The current algorithm of the clinically suspected prostate malignancy diagnosis is based upon the Trans-Rectal Ultrasound (TRUS) RPB procedure with a number of cores ranging from 12 to 50 (so-called saturation biopsy) which is not free of complications they may arise in proportion to the number of taken withdrawals.
Various lab parameters are currently screened (PSA Ratio, PSA Density, PSA Velocity, Dosage of Pro-PSA); all of these lab values are useful but none is proved to show full reliability.

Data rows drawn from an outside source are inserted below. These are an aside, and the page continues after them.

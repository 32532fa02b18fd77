use anyhow::{Context, Result};
use rayon::prelude::*;
use std::path::Path;

use super::{Engine, package_dir};
use crate::lock::{Dependencies, Entry};
use crate::ui;

impl Engine<'_> {
    /// Fast-forward top-level packages to the tip of their pinned branch.
    ///
    /// Only `only` is touched when given, otherwise every entry. Checkouts must
    /// already match the lockfile (see [`Engine::reconcile`]). A package that
    /// moved gets its nested graph re-resolved from its new sources, reusing the
    /// checkouts already vendored beneath it. Returns the identifiers whose
    /// commit changed.
    pub fn refresh(
        &self,
        entries: &mut Dependencies,
        vendor: &Path,
        only: Option<&str>,
    ) -> Result<Vec<String>> {
        let selected = entries
            .keys()
            .filter(|id| only.is_none_or(|wanted| wanted == id.as_str()))
            .count();
        if selected == 0 {
            return Ok(Vec::new());
        }

        let pb = ui::level_progress(selected, "Updating");
        let moved: Result<Vec<Option<String>>> = self.pool.install(|| {
            entries
                .par_iter_mut()
                .filter(|(id, _)| only.is_none_or(|wanted| wanted == id.as_str()))
                .map(|(id, entry)| {
                    let result = self.fast_forward(id, entry, vendor);
                    pb.inc(1);
                    result
                })
                .collect()
        });
        pb.finish_and_clear();
        let moved: Vec<String> = moved?.into_iter().flatten().collect();

        for id in &moved {
            if let Some(entry) = entries.get_mut(id) {
                entry.dependencies = self.resolve(&package_dir(vendor, id), id)?;
            }
        }
        Ok(moved)
    }

    fn fast_forward(
        &self,
        id: &str,
        entry: &mut Entry,
        vendor: &Path,
    ) -> Result<Option<String>> {
        if entry.branch.is_empty() {
            ui::warn(format!(
                "{} is not on a branch; keeping {}",
                id,
                ui::short_hash(&entry.commit)
            ));
            return Ok(None);
        }

        let dest = package_dir(vendor, id);
        self.vcs
            .pull(&dest, &entry.branch)
            .with_context(|| format!("Failed to update {} on branch {}", id, entry.branch))?;
        let commit = self
            .vcs
            .current_commit(&dest)
            .with_context(|| format!("Failed to read the commit of {}", id))?;

        if commit == entry.commit {
            return Ok(None);
        }
        ui::detail(format!(
            "{} {} -> {}",
            id,
            ui::short_hash(&entry.commit),
            ui::short_hash(&commit)
        ));
        entry.commit = commit;
        Ok(Some(id.to_string()))
    }
}
//! Dependency resolution and fetching.
//!
//! Everything here runs on an [`Engine`], which owns a fixed-size worker pool
//! and the version control adapter. The graph is processed one level at a
//! time: every sibling at a level is handled concurrently, and the level is
//! joined before descending into children.
//!
//! - [`Engine::resolve`] discovers imports, fetches and recurses (`init`, `rebuild`)
//! - [`Engine::fetch`] clones one level of packages
//! - [`Engine::reconcile`] pins checkouts to a lockfile (`install`)
//! - [`Engine::refresh`] moves selected packages to their branch tip (`update`)

mod fetch;
mod reconcile;
mod resolve;
mod update;

pub use reconcile::PinReport;

use anyhow::{Context, Result};
use std::path::{Path, PathBuf};

use crate::config::Config;
use crate::vcs::Vcs;

pub struct Engine<'a> {
    config: &'a Config,
    vcs: &'a dyn Vcs,
    pool: rayon::ThreadPool,
}

impl<'a> Engine<'a> {
    pub fn new(config: &'a Config, vcs: &'a dyn Vcs) -> Result<Self> {
        let pool = rayon::ThreadPoolBuilder::new()
            .num_threads(config.worker_count())
            .thread_name(|idx| format!("bpm-worker-{}", idx))
            .build()
            .context("Failed to start worker pool")?;
        Ok(Self { config, vcs, pool })
    }

    pub fn workers(&self) -> usize {
        self.pool.current_num_threads()
    }
}

/// Checkout directory of `id` inside `vendor`: one path component per
/// identifier segment, so `host/org/repo` lands in `vendor/host/org/repo`.
pub fn package_dir(vendor: &Path, id: &str) -> PathBuf {
    id.split('/')
        .filter(|segment| !segment.is_empty())
        .fold(vendor.to_path_buf(), |dir, segment| dir.join(segment))
}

Since the PSA value has proved to be sensitive but not a specific diagnostic parameter for malignancy, prostate TRUS has also shown some limits for cancer detection considering that only 20% of the hypoechoic prostatic lesions are proven to be malignant.
The management of patients with variable PSA value, however, is not easy and very often the decision of the correct timing of the TRUS core biopsy is equivocal in particular when a PSA value rise does not match a Digital Rectal Examination (DRE) result.
The Gold Standard for the diagnosis and staging of the Prostatic Cancer (PC) is represented by the (mp-MRI) that, thanks to the integration of the anatomical and functional sequences (T2W-TSE, DWI and DCE), is able to achieve a high sensitivity (81%) and specificity (84%) rate.
Recently, thanks to TFI, the lesions highlighted by the mp-MRI scanning can be sampled by means of a targeted procedure.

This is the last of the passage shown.